# Your choice of 9mm self-defense/carry ammo?



## XD40Colorado (Jun 19, 2011)

What grain, brand, and why did you choose it? 

Just curious !


----------



## Cat (Apr 12, 2011)

Hornady Critical Defense ammunition is the pinnacle in self defense ammunition.The most effective, consistent, and reliable self-defense ammunition available today.

I know this will not fail me.

But the gr,Has to do with the need of what your doing at the time.


----------



## TedDeBearFrmHell (Jul 1, 2011)

not listed but i use winchester ranger 100gr +p frangibles. 

the reason is simple, i friend in the business gave me about 4000 rounds and i can practice with and carry the same round. and i am a cheap sob.


----------



## rgrundy (Jul 16, 2011)

I carry what most police use here 147 grain Federal Hydrashoks, because if it's okay for the cops to shoot bad guys with them it will be easier to convince a jury it was okay for me to do the same as the govt. does. They shoot well in all my pistols too.


----------



## XD40Colorado (Jun 19, 2011)

Thanks for the input guys. And that's a great point about legality. I hadn't considered that.


----------



## cclaxton (Jul 10, 2011)

147 +P is an option as well, although I like the standard powered 147. It packs sufficient power and less likely to go through a person and hit something or someone else. Also, more manageable recoil. I have tried them all: 115 +p, 124 +P+, 147, 147 +P, and the standard pressure versions. I like 115gr FMJ for practice because it is cheap, and 147 standard for HP.


----------



## XD40Colorado (Jun 19, 2011)

Has anyone used Georgia Arms ammo?


----------



## cclaxton (Jul 10, 2011)

XD40Colorado said:


> Has anyone used Georgia Arms ammo?


Yes, and have had no problems with both reloaded or new. 
I have tried 100 rounds of 115gr 9mm reloaded and 50 124gr +P HollowPoint and 20 147gr hollowpoint and 20 147 +P hollowpoint. 
I like their hollowpoint bullet design...looks like speer.

Their prices are not as good as http://www.usaammo.com's prices if you want 115gr JHP, $11.75 for reloaded and $12.95 for new. For standard 115gr FMJ practice I use reloaded and new USAammo. Reloaded FMJ is $8.45 per box and new FMJ is $9.45 per box before shipping. That is brass cased, FMJ. I found that getting at least five boxes justifies the shipping charges. Prepare to wait about 6 days if you are in the east as they ship from Idaho, I think. Since they don't offer 147gr JHP, I am looking elsewhere for JHP. Ga arms looking good, but also Federal Premium HST or Hydrashok, and Federal JHP white box and Winchester 147gr T-series.

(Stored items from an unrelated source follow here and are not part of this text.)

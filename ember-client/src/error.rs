//! Client error types.

use thiserror::Error;

use crate::config::ConfigError;
use crate::transcoder::TranscodeError;
use ember_proto::ProtoError;

/// Errors raised by the client stack.
///
/// Server status codes are not errors: they surface through
/// [`OperationResult`](crate::OperationResult) with the protocol code
/// verbatim. These variants cover everything that goes wrong on this side
/// of the wire, or on the wire itself.
#[derive(Debug, Error)]
pub enum ClientError {
    /// The configuration failed validation.
    #[error("configuration error: {0}")]
    Config(#[from] ConfigError),

    /// A key failed protocol validation after transformation.
    #[error(transparent)]
    Key(#[from] ember_core::Error),

    /// The locator found no live node for the key.
    #[error("no available node")]
    NodeUnavailable,

    /// Every socket was busy for the whole queue timeout.
    #[error("socket pool exhausted for {node} after {waited_ms} ms")]
    PoolExhausted {
        /// The node whose pool was exhausted.
        node: String,
        /// How long the caller waited.
        waited_ms: u64,
    },

    /// TCP connect did not finish within the connect timeout.
    #[error("connect to {addr} timed out after {timeout_ms} ms")]
    ConnectTimeout {
        /// The endpoint being connected.
        addr: String,
        /// The configured timeout.
        timeout_ms: u64,
    },

    /// A socket read did not finish within the receive timeout.
    #[error("read from {addr} timed out after {timeout_ms} ms")]
    ReadTimeout {
        /// The endpoint being read.
        addr: String,
        /// The configured timeout.
        timeout_ms: u64,
    },

    /// The server closed the connection mid-operation.
    #[error("connection closed by {addr}")]
    ConnectionClosed {
        /// The endpoint that closed.
        addr: String,
    },

    /// An I/O error on a socket.
    #[error("i/o error: {0}")]
    Io(#[from] std::io::Error),

    /// The byte stream violated the protocol.
    #[error(transparent)]
    Protocol(#[from] ProtoError),

    /// The SASL handshake failed.
    #[error("authentication failed: {reason}")]
    AuthFailed {
        /// What went wrong.
        reason: String,
    },

    /// A value failed to encode or decode.
    #[error(transparent)]
    Transcode(#[from] TranscodeError),

    /// The expiration input was rejected before hitting the wire.
    #[error("invalid expiration: {reason}")]
    InvalidExpiration {
        /// Why it was rejected.
        reason: &'static str,
    },

    /// The client is shut down.
    #[error("client is shut down")]
    Shutdown,
}

impl ClientError {
    /// Whether this failure means the socket carried it is unusable and
    /// its node must be marked dead.
    ///
    /// Local conditions (pool exhaustion, bad keys, auth refusals) leave
    /// the node alive; transport and protocol failures do not.
    pub(crate) fn poisons_node(&self) -> bool {
        matches!(
            self,
            Self::ConnectTimeout { .. }
                | Self::ReadTimeout { .. }
                | Self::ConnectionClosed { .. }
                | Self::Io(_)
                | Self::Protocol(_)
        )
    }
}

/// Result type for client operations.
pub type ClientResult<T> = Result<T, ClientError>;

USAammo has great 380 JHP, as well.

Also, for a great selection of self-defense ammo at good prices, check http://www.sgammo.com. They have Winchester T-Series (Black Talon) and Hydrashock in 50 round boxes...tired of those 20 round prices?

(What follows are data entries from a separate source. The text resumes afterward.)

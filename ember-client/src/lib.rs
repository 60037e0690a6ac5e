//! Ember Client - An async memcached client.
//!
//! The client fans requests out over a pool of independent cache nodes:
//! keys are transformed and validated, located on a consistent-hash ring,
//! and dispatched on pooled TCP sockets speaking the binary protocol (or
//! the text dialect). Values round-trip through a pluggable transcoder
//! that tags every payload with a 32-bit type flag.
//!
//! # Example
//!
//! ```ignore
//! use ember_client::{CacheClient, ClientConfig, Expiration};
//!
//! let client = CacheClient::connect(ClientConfig::new([
//!     "cache-1.internal:11211",
//!     "cache-2.internal:11211",
//! ]))
//! .await?;
//!
//! client.set("greeting", "hello", Expiration::Never).await;
//! let result = client.get("greeting").await;
//! assert_eq!(result.value().and_then(|v| v.as_str()), Some("hello"));
//! ```
//!
//! # Failure model
//!
//! Operations answer with an [`OperationResult`] instead of an error type:
//! server status codes travel verbatim, local failures (pool exhaustion,
//! dead nodes, timeouts) carry a message, and nothing is ever retried.
//! A node that fails at the socket level goes dead, its keys rehash to
//! the surviving nodes, and a background probe revives it when it comes
//! back.

#![forbid(unsafe_code)]
#![deny(missing_docs)]
#![deny(clippy::all)]
#![warn(clippy::pedantic)]
#![warn(clippy::nursery)]

mod client;
mod config;
mod connection;
mod error;
mod keys;
mod locator;
mod node;
mod pool;
mod results;
mod server_pool;
mod transcoder;

pub use client::{CacheClient, Expiration};
pub use config::{
    AuthConfig, ClientConfig, ConfigError, LocatorKind, SocketPoolConfig, TranscoderKind,
};
pub use error::{ClientError, ClientResult};
pub use keys::KeyTransformer;
pub use locator::{KetamaLocator, NodeLocator, NodeView, SingleNodeLocator};
pub use results::OperationResult;
pub use transcoder::{DefaultTranscoder, TranscodeError, Transcoder, Value};

pub use ember_core::{Limits, NodeId, Payload};
pub use ember_proto::{Protocol, Status, StoreMode};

Also, really love gun-deals.com for tracking ammo prices. You can sort by price per round, and with or without shipping, and by vendor, etc if you sign up. If you find good ammo deals, please add it to the list.

Happy Hunting.


----------



## XD40Colorado (Jun 19, 2011)

What is the difference between a 124gr +P and 147gr going to be in terms of felt recoil? I know 147gr is sub-sonic, but what's the disadvantage to sub-sonic (if any?)


----------



## Desertrat (Apr 26, 2007)

147gr. Winchester Rangers for me.


----------



## XD40Colorado (Jun 19, 2011)

How do the Rangers shoot? Pretty smooth? Much recoil?


----------



## chessail77 (Mar 15, 2011)

Golden Sabre cycles well and runs flawless in all my 9mm pistols....


----------



## dondavis3 (Aug 2, 2009)

Hornady Critical Defense Ammo is what I carry daily.

:smt1099


----------